Assignment:
Lines where the string "only" appears are to be copied from the entries below.

Entries provided:
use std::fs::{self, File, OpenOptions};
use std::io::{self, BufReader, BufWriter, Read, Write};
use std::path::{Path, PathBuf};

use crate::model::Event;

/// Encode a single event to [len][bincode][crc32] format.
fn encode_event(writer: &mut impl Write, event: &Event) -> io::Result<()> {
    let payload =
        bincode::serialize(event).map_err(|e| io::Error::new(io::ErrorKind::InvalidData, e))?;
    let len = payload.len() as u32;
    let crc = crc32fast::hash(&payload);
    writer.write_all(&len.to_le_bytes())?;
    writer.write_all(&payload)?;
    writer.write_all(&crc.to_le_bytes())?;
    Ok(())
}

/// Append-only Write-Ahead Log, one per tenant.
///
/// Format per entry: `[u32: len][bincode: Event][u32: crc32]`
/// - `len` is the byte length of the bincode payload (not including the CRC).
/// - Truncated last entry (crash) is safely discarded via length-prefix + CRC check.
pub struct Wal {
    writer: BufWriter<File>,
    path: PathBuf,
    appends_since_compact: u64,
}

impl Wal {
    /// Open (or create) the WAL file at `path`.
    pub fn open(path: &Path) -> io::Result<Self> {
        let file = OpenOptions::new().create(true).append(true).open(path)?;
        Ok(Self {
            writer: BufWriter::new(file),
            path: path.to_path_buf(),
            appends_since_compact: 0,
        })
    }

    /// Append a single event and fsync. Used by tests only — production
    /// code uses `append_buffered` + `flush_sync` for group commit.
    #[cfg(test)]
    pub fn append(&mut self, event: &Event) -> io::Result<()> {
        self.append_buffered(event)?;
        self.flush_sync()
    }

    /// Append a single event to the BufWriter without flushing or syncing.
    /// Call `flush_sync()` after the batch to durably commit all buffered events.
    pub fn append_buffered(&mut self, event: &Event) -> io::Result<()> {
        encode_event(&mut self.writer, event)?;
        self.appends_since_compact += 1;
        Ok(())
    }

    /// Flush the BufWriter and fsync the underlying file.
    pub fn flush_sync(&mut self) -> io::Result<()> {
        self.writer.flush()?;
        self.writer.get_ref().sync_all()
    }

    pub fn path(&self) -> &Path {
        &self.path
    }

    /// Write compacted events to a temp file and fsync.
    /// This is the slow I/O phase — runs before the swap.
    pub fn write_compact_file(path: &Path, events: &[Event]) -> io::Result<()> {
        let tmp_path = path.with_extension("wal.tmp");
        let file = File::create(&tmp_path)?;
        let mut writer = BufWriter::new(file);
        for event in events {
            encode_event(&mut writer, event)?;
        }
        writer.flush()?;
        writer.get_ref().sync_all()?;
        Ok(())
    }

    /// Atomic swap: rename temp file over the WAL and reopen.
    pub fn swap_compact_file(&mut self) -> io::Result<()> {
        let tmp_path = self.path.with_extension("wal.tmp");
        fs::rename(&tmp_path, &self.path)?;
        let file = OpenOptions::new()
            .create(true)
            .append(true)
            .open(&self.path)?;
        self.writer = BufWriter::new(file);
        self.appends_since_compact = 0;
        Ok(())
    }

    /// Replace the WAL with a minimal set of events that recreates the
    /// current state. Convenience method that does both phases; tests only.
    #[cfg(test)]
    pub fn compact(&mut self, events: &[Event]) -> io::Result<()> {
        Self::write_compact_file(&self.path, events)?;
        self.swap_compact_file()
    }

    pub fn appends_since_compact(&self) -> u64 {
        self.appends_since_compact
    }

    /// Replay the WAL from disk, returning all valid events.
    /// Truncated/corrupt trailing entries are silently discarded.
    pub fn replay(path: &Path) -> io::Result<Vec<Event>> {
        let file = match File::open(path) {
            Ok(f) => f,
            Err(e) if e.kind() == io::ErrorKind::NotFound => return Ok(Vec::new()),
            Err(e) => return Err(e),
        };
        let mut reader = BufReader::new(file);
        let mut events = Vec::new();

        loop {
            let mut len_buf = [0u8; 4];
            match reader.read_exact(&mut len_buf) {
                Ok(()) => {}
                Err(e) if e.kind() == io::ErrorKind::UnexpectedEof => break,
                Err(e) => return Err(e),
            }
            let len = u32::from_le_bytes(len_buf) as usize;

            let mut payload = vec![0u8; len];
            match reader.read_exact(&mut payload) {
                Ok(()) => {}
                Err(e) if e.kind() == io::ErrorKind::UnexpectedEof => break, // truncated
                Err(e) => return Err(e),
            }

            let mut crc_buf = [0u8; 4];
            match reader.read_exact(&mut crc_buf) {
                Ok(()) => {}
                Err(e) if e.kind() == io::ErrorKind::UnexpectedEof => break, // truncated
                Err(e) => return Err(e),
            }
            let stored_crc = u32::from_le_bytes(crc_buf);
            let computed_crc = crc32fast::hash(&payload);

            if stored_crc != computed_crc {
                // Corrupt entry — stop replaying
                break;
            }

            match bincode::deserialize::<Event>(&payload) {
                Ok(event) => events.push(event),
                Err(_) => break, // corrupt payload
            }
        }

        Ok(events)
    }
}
* * *
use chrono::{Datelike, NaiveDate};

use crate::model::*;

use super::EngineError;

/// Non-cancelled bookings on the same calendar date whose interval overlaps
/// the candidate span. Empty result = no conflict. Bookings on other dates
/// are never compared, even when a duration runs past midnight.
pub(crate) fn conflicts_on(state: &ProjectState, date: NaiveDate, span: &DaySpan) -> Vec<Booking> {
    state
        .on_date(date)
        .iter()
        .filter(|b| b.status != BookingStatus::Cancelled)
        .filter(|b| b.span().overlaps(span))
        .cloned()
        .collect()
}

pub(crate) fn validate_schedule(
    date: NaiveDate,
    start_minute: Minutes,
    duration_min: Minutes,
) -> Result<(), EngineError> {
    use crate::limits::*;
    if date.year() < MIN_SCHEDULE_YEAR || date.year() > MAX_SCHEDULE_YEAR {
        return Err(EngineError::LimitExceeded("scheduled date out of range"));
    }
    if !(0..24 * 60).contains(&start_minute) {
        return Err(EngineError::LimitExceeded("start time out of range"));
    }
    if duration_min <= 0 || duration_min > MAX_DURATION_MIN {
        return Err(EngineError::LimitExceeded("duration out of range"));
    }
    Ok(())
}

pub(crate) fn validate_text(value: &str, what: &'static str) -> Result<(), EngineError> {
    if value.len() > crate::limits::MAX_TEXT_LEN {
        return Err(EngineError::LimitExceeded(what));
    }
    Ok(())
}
--
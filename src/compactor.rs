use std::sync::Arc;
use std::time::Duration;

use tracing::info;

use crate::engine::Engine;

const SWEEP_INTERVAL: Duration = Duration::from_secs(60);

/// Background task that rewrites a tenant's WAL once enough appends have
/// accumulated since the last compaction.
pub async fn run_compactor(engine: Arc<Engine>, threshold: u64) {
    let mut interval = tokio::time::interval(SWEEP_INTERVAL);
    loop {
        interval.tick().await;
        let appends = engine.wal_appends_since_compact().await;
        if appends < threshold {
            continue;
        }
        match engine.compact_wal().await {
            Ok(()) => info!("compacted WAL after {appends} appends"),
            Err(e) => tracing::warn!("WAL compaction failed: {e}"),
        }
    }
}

Output:
/// Append-only Write-Ahead Log, one per tenant.
    /// Append a single event and fsync. Used by tests only — production
    /// current state. Convenience method that does both phases; tests only.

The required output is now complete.